__Work task__. Up through the line that contains "Parameters of one", retype the entries exactly, beginning at the very first line.

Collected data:
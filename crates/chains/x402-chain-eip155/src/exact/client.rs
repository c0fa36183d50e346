//! Client-side payment signing for the EVM `exact` scheme.
//!
//! ```ignore
//! use x402_chain_eip155::Eip155ExactClient;
//! use alloy_signer_local::PrivateKeySigner;
//!
//! let client = Eip155ExactClient::new(PrivateKeySigner::random());
//! let signed = client.build_payload(&payment_required, &payment_required.accepts[0]).await?;
//! ```

use alloy_primitives::{Address, FixedBytes, Signature, U256};
use alloy_signer_local::PrivateKeySigner;
use alloy_sol_types::{SolStruct, eip712_domain};
use async_trait::async_trait;
use rand::{Rng, rng};
use std::sync::Arc;
use x402_types::proto::{PaymentKind, PaymentRequired, PaymentRequirements, TokenAmount};
use x402_types::scheme::X402SchemeId;
use x402_types::scheme::client::{SignedPayload, X402Error, X402SchemeClient};
use x402_types::timestamp::UnixTimestamp;

#[cfg(feature = "telemetry")]
use tracing::instrument;

use crate::chain::Eip155ChainReference;
use crate::exact::{
    Eip155Exact, ExactEvmPayload, ExactEvmPayloadAuthorization, PaymentRequirementsExtra,
    TransferWithAuthorization,
};

/// How far `validAfter` is backdated, so clock skew never makes a fresh
/// authorization look premature.
const VALID_AFTER_BACKDATE_SECS: u64 = 10 * 60;

/// Builds ERC-3009 `transferWithAuthorization` payloads for any EVM chain.
///
/// One instance serves every `eip155` chain; the chain ID comes from each
/// requirement and only enters the EIP-712 domain.
#[derive(Debug)]
pub struct Eip155ExactClient<S> {
    signer: S,
}

impl<S> Eip155ExactClient<S> {
    pub fn new(signer: S) -> Self {
        Self { signer }
    }

    pub fn signer(&self) -> &S {
        &self.signer
    }
}

impl<S> X402SchemeId for Eip155ExactClient<S> {
    fn namespace(&self) -> &str {
        Eip155Exact.namespace()
    }

    fn scheme(&self) -> &str {
        Eip155Exact.scheme()
    }
}

/// Parameters of one EIP-712 `TransferWithAuthorization` signature.
#[derive(Debug, Clone)]
pub struct Eip3009SigningParams {
    pub chain_reference: Eip155ChainReference,
    /// The token contract, also the EIP-712 verifying contract.
    pub asset_address: Address,
    pub pay_to: Address,
    pub amount: U256,
    /// Width of the window after now during which the authorization is valid.
    pub max_timeout_seconds: u64,
    pub extra: PaymentRequirementsExtra,
}

impl Eip3009SigningParams {
    pub fn from_requirements(requirements: &PaymentRequirements) -> Result<Self, X402Error> {
        let PaymentKind::Eip155Exact { chain_reference } = requirements.kind else {
            return Err(X402Error::UnsupportedNetwork {
                network: requirements.network.clone(),
                scheme: requirements.scheme.clone(),
            });
        };
        let asset_address: Address = requirements.asset.parse().map_err(|e| {
            X402Error::PaymentConstructionFailed(format!(
                "invalid asset address {}: {e}",
                requirements.asset
            ))
        })?;
        let pay_to: Address = requirements.pay_to.parse().map_err(|e| {
            X402Error::PaymentConstructionFailed(format!(
                "invalid payTo address {}: {e}",
                requirements.pay_to
            ))
        })?;
        Ok(Self {
            chain_reference: Eip155ChainReference::new(chain_reference),
            asset_address,
            pay_to,
            amount: requirements.amount.inner(),
            max_timeout_seconds: requirements.max_timeout_seconds,
            extra: PaymentRequirementsExtra::for_requirements(requirements),
        })
    }
}

/// Signs an ERC-3009 `TransferWithAuthorization` using EIP-712.
///
/// Every call draws a fresh random 32-byte nonce, so two signatures over the same
/// parameters are never interchangeable.
pub async fn sign_erc3009_authorization<S: SignerLike + Sync>(
    signer: &S,
    params: &Eip3009SigningParams,
) -> Result<ExactEvmPayload, X402Error> {
    let domain = eip712_domain! {
        name: params.extra.name.clone(),
        version: params.extra.version.clone(),
        chain_id: params.chain_reference.inner(),
        verifying_contract: params.asset_address,
    };

    let now = UnixTimestamp::now();
    let valid_after = now.saturating_sub(VALID_AFTER_BACKDATE_SECS);
    let valid_before = now + params.max_timeout_seconds;
    let nonce = FixedBytes(rng().random::<[u8; 32]>());

    let authorization = ExactEvmPayloadAuthorization {
        from: signer.address().into(),
        to: params.pay_to.into(),
        value: TokenAmount(params.amount),
        valid_after,
        valid_before,
        nonce,
    };

    let transfer_with_authorization = TransferWithAuthorization {
        from: authorization.from.into(),
        to: authorization.to.into(),
        value: authorization.value.inner(),
        validAfter: U256::from(authorization.valid_after.as_secs()),
        validBefore: U256::from(authorization.valid_before.as_secs()),
        nonce: authorization.nonce,
    };

    let eip712_hash = transfer_with_authorization.eip712_signing_hash(&domain);
    let signature = signer
        .sign_hash(&eip712_hash)
        .await
        .map_err(|e| X402Error::PaymentConstructionFailed(format!("signing failed: {e}")))?;

    Ok(ExactEvmPayload {
        signature: signature.as_bytes().into(),
        authorization,
    })
}

#[async_trait]
impl<S> X402SchemeClient for Eip155ExactClient<S>
where
    S: SignerLike + Send + Sync,
{
    #[cfg_attr(
        feature = "telemetry",
        instrument(
            name = "x402.eip155.build_payload",
            skip_all,
            fields(network = %requirements.network, asset = %requirements.asset),
            err
        )
    )]
    async fn build_payload(
        &self,
        payment_required: &PaymentRequired,
        requirements: &PaymentRequirements,
    ) -> Result<SignedPayload, X402Error> {
        let params = Eip3009SigningParams::from_requirements(requirements)?;
        let evm_payload = sign_erc3009_authorization(&self.signer, &params).await?;
        let payer = evm_payload.authorization.from.to_string();
        SignedPayload::new(payment_required, requirements, payer, evm_payload)
    }
}

/// Abstracts signing so owned, `Arc`-wrapped and trait-object signers all work.
///
/// Alloy's `Signer` is not implemented for `Arc<T>`, and `PrivateKeySigner` is
/// shared across builders through one.
#[async_trait]
pub trait SignerLike {
    fn address(&self) -> Address;

    async fn sign_hash(&self, hash: &FixedBytes<32>) -> Result<Signature, alloy_signer::Error>;
}

#[async_trait]
impl SignerLike for PrivateKeySigner {
    fn address(&self) -> Address {
        PrivateKeySigner::address(self)
    }

    async fn sign_hash(&self, hash: &FixedBytes<32>) -> Result<Signature, alloy_signer::Error> {
        alloy_signer::Signer::sign_hash(self, hash).await
    }
}

#[async_trait]
impl<T: SignerLike + Send + Sync + ?Sized> SignerLike for Arc<T> {
    fn address(&self) -> Address {
        (**self).address()
    }

    async fn sign_hash(&self, hash: &FixedBytes<32>) -> Result<Signature, alloy_signer::Error> {
        (**self).sign_hash(hash).await
    }
}

#[cfg(test)]
mod tests {
    use super::*;
    use alloy_primitives::B256;
    use serde_json::json;

    fn payment_required(version: u8) -> PaymentRequired {
        PaymentRequired::from_value(json!({
            "x402Version": version,
            "resource": "https://api.example.com/paid",
            "accepts": [{
                "scheme": "exact",
                "network": if version == 1 { "base-sepolia" } else { "eip155:84532" },
                "asset": "0x036CbD53842c5426634e7929541eC2318f3dCF7e",
                "payTo": "0x209693Bc6afc0C5328bA36FaF03C514EF312287C",
                "amount": "10000",
                "maxTimeoutSeconds": 120
            }]
        }))
        .unwrap()
    }

    fn authorization(signed: &SignedPayload) -> ExactEvmPayload {
        serde_json::from_value(signed.scheme_payload().cloned().unwrap()).unwrap()
    }

    #[tokio::test]
    async fn test_distinct_builds_use_distinct_nonces() {
        let client = Eip155ExactClient::new(PrivateKeySigner::random());
        let required = payment_required(2);
        let first = client
            .build_payload(&required, &required.accepts[0])
            .await
            .unwrap();
        let second = client
            .build_payload(&required, &required.accepts[0])
            .await
            .unwrap();
        assert_ne!(
            authorization(&first).authorization.nonce,
            authorization(&second).authorization.nonce
        );
    }

    #[tokio::test]
    async fn test_authorization_matches_requirements() {
        let signer = PrivateKeySigner::random();
        let address = signer.address();
        let client = Eip155ExactClient::new(Arc::new(signer));
        let required = payment_required(2);
        let signed = client
            .build_payload(&required, &required.accepts[0])
            .await
            .unwrap();
        let payload = authorization(&signed);
        let auth = payload.authorization;
        assert_eq!(Address::from(auth.from), address);
        assert_eq!(signed.payer, address.to_checksum(None));
        assert_eq!(auth.value, TokenAmount(U256::from(10_000u64)));
        let window = auth.valid_before.as_secs() - auth.valid_after.as_secs();
        assert_eq!(window, 120 + VALID_AFTER_BACKDATE_SECS);
        assert_eq!(payload.signature.len(), 65);
        assert_eq!(signed.header_name, "Payment-Signature");
    }

    #[tokio::test]
    async fn test_signature_recovers_to_signer() {
        let signer = PrivateKeySigner::random();
        let required = payment_required(1);
        let requirements = &required.accepts[0];
        let params = Eip3009SigningParams::from_requirements(requirements).unwrap();
        let payload = sign_erc3009_authorization(&signer, &params).await.unwrap();
        let auth = payload.authorization;
        let domain = eip712_domain! {
            name: "USDC".to_string(),
            version: "2".to_string(),
            chain_id: 84532u64,
            verifying_contract: params.asset_address,
        };
        let hash: B256 = TransferWithAuthorization {
            from: auth.from.into(),
            to: auth.to.into(),
            value: auth.value.inner(),
            validAfter: U256::from(auth.valid_after.as_secs()),
            validBefore: U256::from(auth.valid_before.as_secs()),
            nonce: auth.nonce,
        }
        .eip712_signing_hash(&domain);
        let signature = Signature::try_from(payload.signature.as_ref()).unwrap();
        assert_eq!(
            signature.recover_address_from_prehash(&hash).unwrap(),
            signer.address()
        );
    }

    #[tokio::test]
    async fn test_v1_envelope_names_network() {
        let client = Eip155ExactClient::new(PrivateKeySigner::random());
        let required = payment_required(1);
        let signed = client
            .build_payload(&required, &required.accepts[0])
            .await
            .unwrap();
        assert_eq!(signed.header_name, "X-PAYMENT");
        assert_eq!(signed.payload["network"], json!("base-sepolia"));
        assert_eq!(signed.payload["scheme"], json!("exact"));
    }

    #[tokio::test]
    async fn test_invalid_pay_to_is_construction_failure() {
        let client = Eip155ExactClient::new(PrivateKeySigner::random());
        let mut required = payment_required(2);
        required.accepts[0].pay_to = "not-an-address".into();
        let err = client
            .build_payload(&required, &required.accepts[0])
            .await
            .unwrap_err();
        assert_eq!(err.code(), "PaymentConstructionFailed");
    }
}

__Worked solution__.
filename crates/chains/x402-chain-eip155/src/exact/client.rs
repository c0fa36183d50e346
//! Client-side payment signing for the EVM `exact` scheme.
//!
//! ```ignore
//! use x402_chain_eip155::Eip155ExactClient;
//! use alloy_signer_local::PrivateKeySigner;
//!
//! let client = Eip155ExactClient::new(PrivateKeySigner::random());
//! let signed = client.build_payload(&payment_required, &payment_required.accepts[0]).await?;
//! ```

use alloy_primitives::{Address, FixedBytes, Signature, U256};
use alloy_signer_local::PrivateKeySigner;
use alloy_sol_types::{SolStruct, eip712_domain};
use async_trait::async_trait;
use rand::{Rng, rng};
use std::sync::Arc;
use x402_types::proto::{PaymentKind, PaymentRequired, PaymentRequirements, TokenAmount};
use x402_types::scheme::X402SchemeId;
use x402_types::scheme::client::{SignedPayload, X402Error, X402SchemeClient};
use x402_types::timestamp::UnixTimestamp;

#[cfg(feature = "telemetry")]
use tracing::instrument;

use crate::chain::Eip155ChainReference;
use crate::exact::{
    Eip155Exact, ExactEvmPayload, ExactEvmPayloadAuthorization, PaymentRequirementsExtra,
    TransferWithAuthorization,
};

/// How far `validAfter` is backdated, so clock skew never makes a fresh
/// authorization look premature.
const VALID_AFTER_BACKDATE_SECS: u64 = 10 * 60;

/// Builds ERC-3009 `transferWithAuthorization` payloads for any EVM chain.
///
/// One instance serves every `eip155` chain; the chain ID comes from each
/// requirement and only enters the EIP-712 domain.
#[derive(Debug)]
pub struct Eip155ExactClient<S> {
    signer: S,
}

impl<S> Eip155ExactClient<S> {
    pub fn new(signer: S) -> Self {
        Self { signer }
    }

    pub fn signer(&self) -> &S {
        &self.signer
    }
}

impl<S> X402SchemeId for Eip155ExactClient<S> {
    fn namespace(&self) -> &str {
        Eip155Exact.namespace()
    }

    fn scheme(&self) -> &str {
        Eip155Exact.scheme()
    }
}

/// Parameters of one EIP-712 `TransferWithAuthorization` signature.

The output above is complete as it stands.